Ils se cachent depuis 22 ans de la police anti-terroriste. Sonja Suder et Christian Gauger parlent de la vie dans la clandestinité et de ce que l’on ressent lorsque l’on est découverts.
Auteur : Andreas Fanizadeh
Tu regardes toujours s’il y a quelqu’un derrière toi
TAZ : Quand avez-vous remarqué pour la première fois que vous étiez suivis ?
Sonja Suder : C’était en été 1978. Nous étions de retour à Francfort après des vacances dans le sud de la France. Nous sommes partis le matin à 6h00 pour aller monter notre stand au marché aux puces, sur les quais au bord du Main.
TAZ : Et là vous avez remarqué que vous étiez suivis ?

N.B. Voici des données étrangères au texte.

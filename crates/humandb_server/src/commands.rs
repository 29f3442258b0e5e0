//! Command execution.
//!
//! One function per [`CommandKind`], each a plain
//! `(Request, &mut CollectionStore) -> Response` step. Validation failures
//! become message responses; nothing here touches the network.

use humandb_core::{CollectionStore, CoreError, HumanBeing};
use humandb_protocol::{CommandKind, CommandRegistry, Request, Response};
use tracing::debug;

/// Text sent for commands that need at least one element.
pub const EMPTY_COLLECTION: &str = "Collection is empty.";

type Outcome = Result<Response, String>;

/// Run `kind` against the store.
///
/// The caller holds the store lock for the whole call and has already
/// stamped a fresh id on any record payload.
pub fn execute(
    kind: CommandKind,
    request: Request,
    store: &mut CollectionStore,
    registry: &CommandRegistry,
) -> Response {
    let outcome = match kind {
        CommandKind::Help => Ok(help(registry)),
        CommandKind::Info => Ok(Response::message(store.info().to_string())),
        CommandKind::Show | CommandKind::PrintAscending => {
            listing(store, CollectionStore::sorted_ascending)
        }
        CommandKind::PrintDescending => listing(store, CollectionStore::sorted_descending),
        CommandKind::PrintFieldDescendingCar => {
            listing(store, CollectionStore::sorted_by_car_name_descending)
        }
        CommandKind::Insert => insert(request, store),
        CommandKind::Update => update(request, store),
        CommandKind::RemoveKey => remove_key(&request, store),
        CommandKind::Clear => clear(store),
        CommandKind::RemoveLower => remove_lower(&request, store),
        CommandKind::RemoveGreaterKey => remove_by_key(&request, store, Bound::Greater),
        CommandKind::RemoveLowerKey => remove_by_key(&request, store, Bound::Lower),
        CommandKind::ExecuteScript => Ok(Response::message("Executing script.")),
        CommandKind::Exit => Ok(Response::message("Disconnecting client.")),
    };
    outcome.unwrap_or_else(|message| {
        debug!(command = kind.descriptor().name, %message, "command rejected");
        Response::message(message)
    })
}

fn positive(value: Option<i32>, what: &str) -> Result<i32, String> {
    match value {
        Some(v) if v > 0 => Ok(v),
        Some(v) => Err(format!("The {what} must be a positive integer, got {v}.")),
        None => Err(format!("The {what} is missing.")),
    }
}

fn record(request: Request) -> Result<HumanBeing, String> {
    let record = request
        .record
        .ok_or_else(|| "The record is missing.".to_string())?;
    if record.name.trim().is_empty() {
        return Err("The name must not be empty.".to_string());
    }
    if record.soundtrack_name.trim().is_empty() {
        return Err("The soundtrack name must not be empty.".to_string());
    }
    Ok(record)
}

fn non_empty(store: &CollectionStore) -> Result<(), String> {
    if store.is_empty() {
        Err(EMPTY_COLLECTION.to_string())
    } else {
        Ok(())
    }
}

fn help(registry: &CommandRegistry) -> Response {
    let lines: Vec<String> = registry.iter().map(ToString::to_string).collect();
    Response::message(lines.join("\n"))
}

fn listing(
    store: &CollectionStore,
    order: fn(&CollectionStore) -> Vec<(i32, HumanBeing)>,
) -> Outcome {
    non_empty(store)?;
    Ok(Response::default().with_collection(order(store)))
}

fn insert(request: Request, store: &mut CollectionStore) -> Outcome {
    let key = positive(request.key, "key")?;
    let record = record(request)?;
    if store.contains_key(key) {
        return Err("An element with this key already exists. Insert rejected.".to_string());
    }
    let id = record.id;
    store.add(key, record).map_err(|e| e.to_string())?;
    Ok(Response::message(format!(
        "Record added to the collection with id {id}."
    )))
}

fn update(request: Request, store: &mut CollectionStore) -> Outcome {
    let id = positive(request.argument, "id")?;
    let key = positive(request.key, "key")?;
    let mut record = record(request)?;
    if !store.contains_id(id) {
        return Err(format!("No record with id {id} exists."));
    }
    record.id = id;
    match store.update(key, record) {
        Ok(()) => Ok(Response::message(format!("Record {id} updated."))),
        Err(CoreError::KeyInUse { key }) => Err(format!(
            "Key {key} belongs to another record. Record not updated."
        )),
        Err(err) => Err(err.to_string()),
    }
}

fn remove_key(request: &Request, store: &mut CollectionStore) -> Outcome {
    let key = positive(request.argument, "key")?;
    match store.remove(key) {
        Some(_) => Ok(Response::message(format!("Element with key {key} removed."))),
        None => Err(format!("No element with key {key} in the collection.")),
    }
}

fn clear(store: &mut CollectionStore) -> Outcome {
    non_empty(store)?;
    store.clear();
    Ok(Response::message("Collection cleared."))
}

fn remove_lower(request: &Request, store: &mut CollectionStore) -> Outcome {
    let threshold = request
        .record
        .as_ref()
        .ok_or_else(|| "The record is missing.".to_string())?;
    non_empty(store)?;
    let removed = store.remove_lower(threshold);
    Ok(Response::message(format!(
        "Removed {removed} element(s) lower than the given one."
    )))
}

#[derive(Clone, Copy)]
enum Bound {
    Greater,
    Lower,
}

fn remove_by_key(request: &Request, store: &mut CollectionStore, bound: Bound) -> Outcome {
    let key = positive(request.argument, "key")?;
    non_empty(store)?;
    let (removed, relation) = match bound {
        Bound::Greater => (store.remove_greater_key(key), "greater"),
        Bound::Lower => (store.remove_lower_key(key), "lower"),
    };
    Ok(Response::message(format!(
        "Removed {removed} element(s) with a key {relation} than {key}."
    )))
}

Sonja Suder : Le matin à six heures, c’est facile de voir quelqu’un, qui te suit de la porte de ta maison jusqu’au marché aux puces, et qui, arrivé là-bas, ne monte pas de stand. On a vérifié l’après-midi, et c’était clair, on était surveillés. Une chaude journée d’été s’annonçait sur Francfort. C’était en août, je crois. Nous devions prendre une décision.
TAZ : Pourquoi ?
Ah ! C’étaient des temps difficiles. C’était un an après l’enlèvement de Schleyer et les morts de Stammheim. Nous avons décidé de partir.
1978
Qui se souvient de 1978, l'année où Sonja Suder et Christian Gauger disparurent, et restèrent introuvables les 22 années qui suivirent ? L’année où l’Argentine gagna la coupe du monde ou l’année qui vit la naissance de l’actuelle vice-présidente du parti “Die Linke”, Katja Kipping. L’Allemagne de l’Est existait encore, et l'Europe de l’Ouest se trouvait encore dans la période post 68. Au Nicaragua, les sandinistes envahissaient le Palais national, et en Italie les BR assassinaient le démocrate-chrétien Aldo Moro.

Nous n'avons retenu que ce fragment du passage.